Software engineering consultant Denny Bollay has examined both Amazon's EC2 and App Engine: “EC2 is fine for what it is, but someone has to play system administrator, a chore that software engineers don't want. App Engine looks like a nice first cut at a streamlined cloud application platform environment, but it has issues like cost prediction and vendor lock-in. What I really am looking for is a cross between Amazon's nonproprietary cloud and Google's cloud compiler with BigTable database. And I'd like to see data providers in the mix, delivering real-time streams of weather, stocks, news, and the like that I can process on the fly in App Engine or its equivalent. Cloud-seeding, as it were.”

Although Microsoft's Azure supports open Web application standards, such as REST and AJAX, App Engine has spawned a fledgling open source community with actual FOSS App Engine components. Many of these are variations on the Google-supplied (and FOSS) Gaeutilities and provide various computational widgets that simplify App Engine development. Others, such as Nuages, cpedialog, and KGPL, are full-blown Web applications that you can run as is or use as a starting point for your own apps.

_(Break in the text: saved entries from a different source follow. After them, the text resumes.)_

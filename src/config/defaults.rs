// SPDX-License-Identifier: MPL-2.0
//
// Stjärnvakt
//
//   This Source Code Form is subject to the terms of the Mozilla Public
//   License, v. 2.0. If a copy of the MPL was not distributed with this file,
//   You can obtain one at https://mozilla.org/MPL/2.0/.

use std::net::SocketAddr;
use std::path::PathBuf;

pub fn server_log_level() -> String {
    "info".to_string()
}

pub fn server_inet() -> SocketAddr {
    "[::]:8080".parse().unwrap()
}

pub fn assets_path() -> PathBuf {
    PathBuf::from("./res/assets/")
}

pub fn branding_page_title() -> String {
    "Transient Alert Dashboard".to_string()
}

pub fn feed_tick_interval() -> u64 {
    5
}

pub fn feed_tick_probability() -> f64 {
    0.3
}

pub fn feed_burst_size() -> u32 {
    3
}

pub fn feed_burst_spacing() -> u64 {
    1
}

pub fn feed_recent_limit() -> usize {
    3
}

pub fn query_instruments() -> Vec<String> {
    vec![
        "ZTF".to_string(),
        "ATLAS".to_string(),
        "Pan-STARRS".to_string(),
    ]
}

pub fn query_bands() -> Vec<String> {
    vec!["g".to_string(), "r".to_string(), "i".to_string()]
}

pub fn query_max_results() -> usize {
    5
}
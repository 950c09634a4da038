// SPDX-License-Identifier: MPL-2.0
//
// Stjärnvakt
//
//   This Source Code Form is subject to the terms of the Mozilla Public
//   License, v. 2.0. If a copy of the MPL was not distributed with this file,
//   You can obtain one at https://mozilla.org/MPL/2.0/.

use rand::Rng;
use time::format_description::well_known::Rfc3339;
use time::macros::format_description;
use time::{Duration, OffsetDateTime};

use super::record::{AlertRecord, Significance, GENERATED_KINDS};

const ID_SUFFIX_RANGE: u32 = 26;

/// Produce one simulated alert from the given random source and clock value.
///
/// Both inputs are injected so that callers under test can pin outcomes with a
/// seeded RNG and a fixed timestamp. The id token is drawn independently from
/// the `kind` field, so the two may disagree; the upstream feed simulator
/// behaves the same way and consumers must not rely on the prefix.
pub fn generate_random(rng: &mut impl Rng, now: OffsetDateTime) -> AlertRecord {
    let id_token = GENERATED_KINDS[rng.gen_range(0..GENERATED_KINDS.len())];
    let suffix = char::from(b'A' + rng.gen_range(0..ID_SUFFIX_RANGE) as u8);

    // TODO: randomize the declination sign; every simulated alert currently
    //   lands in the northern sky.
    let ra = format!(
        "{:02}h{:02}m{:02}s",
        rng.gen_range(0..24),
        rng.gen_range(0..60),
        rng.gen_range(0..60)
    );
    let dec = format!(
        "{}d{:02}m{:02}s",
        rng.gen_range(0..90),
        rng.gen_range(0..60),
        rng.gen_range(0..60)
    );

    AlertRecord {
        id: format!("{}{}{}", id_token, format_compact_date(now), suffix),
        kind: GENERATED_KINDS[rng.gen_range(0..GENERATED_KINDS.len())].to_string(),
        time: format_time(now),
        ra,
        dec,
        significance: Significance::ALL[rng.gen_range(0..Significance::ALL.len())],
        details: "Simulated alert for testing purposes".to_string(),
    }
}

/// The two fixed records every fresh session starts from when no seed file is
/// configured.
pub fn seed_alerts(now: OffsetDateTime) -> Vec<AlertRecord> {
    vec![
        AlertRecord {
            id: "GRB240331A".to_string(),
            kind: "GRB".to_string(),
            time: format_time(now),
            ra: "08h02m25.44s".to_string(),
            dec: "+40d51m25.5s".to_string(),
            significance: Significance::High,
            details: "Gamma-ray burst detected by Fermi GBM".to_string(),
        },
        AlertRecord {
            id: "GW240330B".to_string(),
            kind: "GW".to_string(),
            time: format_time(now - Duration::hours(1)),
            ra: "12h30m45.67s".to_string(),
            dec: "-05d12m34.5s".to_string(),
            significance: Significance::Medium,
            details: "Gravitational wave candidate from LIGO/Virgo".to_string(),
        },
    ]
}

fn format_time(instant: OffsetDateTime) -> String {
    instant
        .format(&Rfc3339)
        .expect("well-formed timestamp formats as RFC 3339")
}

fn format_compact_date(instant: OffsetDateTime) -> String {
    instant
        .format(format_description!("[year][month][day]"))
        .expect("well-formed timestamp formats as a compact date")
}

#[cfg(test)]
mod tests {
    use rand::rngs::StdRng;
    use rand::SeedableRng;
    use regex::Regex;
    use time::macros::datetime;

    use super::*;

    #[test]
    fn generated_alerts_stay_within_fixed_sets() {
        let mut rng = StdRng::seed_from_u64(42);
        let now = datetime!(2024-03-31 12:00:00 UTC);
        let id_pattern = Regex::new(r"^[A-Za-z]+[0-9]{8}[A-Z]$").unwrap();

        for _ in 0..1000 {
            let record = generate_random(&mut rng, now);

            assert!(GENERATED_KINDS.contains(&record.kind.as_str()));
            assert!(Significance::ALL.contains(&record.significance));
            assert!(id_pattern.is_match(&record.id), "bad id: {}", record.id);
            assert!(record.id.contains("20240331"));
        }
    }

    #[test]
    fn generated_coordinates_match_sexagesimal_shape() {
        let mut rng = StdRng::seed_from_u64(7);
        let now = datetime!(2024-03-31 12:00:00 UTC);
        let ra_pattern = Regex::new(r"^([01][0-9]|2[0-3])h[0-5][0-9]m[0-5][0-9]s$").unwrap();
        let dec_pattern = Regex::new(r"^([0-9]|[1-8][0-9])d[0-5][0-9]m[0-5][0-9]s$").unwrap();

        for _ in 0..1000 {
            let record = generate_random(&mut rng, now);

            assert!(ra_pattern.is_match(&record.ra), "bad ra: {}", record.ra);
            assert!(dec_pattern.is_match(&record.dec), "bad dec: {}", record.dec);

            // Declination never carries a sign (see the TODO in the generator).
            assert!(!record.dec.starts_with('+'));
            assert!(!record.dec.starts_with('-'));
        }
    }

    #[test]
    fn generated_time_is_rfc3339() {
        let mut rng = StdRng::seed_from_u64(3);
        let now = datetime!(2024-03-31 08:30:00 UTC);

        let record = generate_random(&mut rng, now);

        assert_eq!(record.time, "2024-03-31T08:30:00Z");
    }

    #[test]
    fn seed_contains_the_two_fixed_records() {
        let now = datetime!(2024-03-31 12:00:00 UTC);
        let seed = seed_alerts(now);

        assert_eq!(seed.len(), 2);
        assert_eq!(seed[0].id, "GRB240331A");
        assert_eq!(seed[0].kind, "GRB");
        assert_eq!(seed[0].significance, Significance::High);
        assert_eq!(seed[1].id, "GW240330B");
        assert_eq!(seed[1].time, "2024-03-31T11:00:00Z");
    }
}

Cloud computing's caveats emptor

Cloud computing has some attractive low-hanging fruit for IT shops, but you should take care to count the cost before deploying in today's cloud marketplace. Some cloud computing risks are easily discerned: reliability, security, and performance. It's too soon to put mission-critical apps in the cloud unless you do the necessary homework to ensure adequate failover mechanisms, and that any sensitive data meets the ethical and legal standards for which you're accountable. Thoughtful preparation can keep you out of the cumulus-granite, but you should select applications that can tolerate a modicum of outages. Some will occur as a result of your own human error, but others will be disturbances in the clouds themselves.

A second potential pitfall is cost containment. Cloud providers are in the business of selling services, not aiming to minimize your expenses. It's your responsibility to closely track costs, and if you don't keep an eye on metered services, you can find a hefty bill in your inbox. Cloud purveyors don't make cost tracking easy. Amazon, for example, provides an excruciatingly detailed log of every CPU minute consumed, data byte stored, and megabyte transferred, but it provides no cost calculations for those statistics. You get a lump sum bill for each Amazon service you use — EC2, S3, and so on — with no detailed explanation of charges.

The second driver of unexpected cloud expense is the cloud's own ease of use. Spinning up a server — or 10 — only takes a minute. But servers stay spinning, and clocking dollars, until you turn them off. Third-party cloud management services like Rightscale and Elastra can automate the cost accounting process, as well as set hard spending limits. But you pay for that convenience — a minimum of $500 per month for Rightscale's auto-scaling cloud management console, for example.

As long as you keep these precautions in mind, there's no reason not to leverage cloud services to shorten your IT hit list today.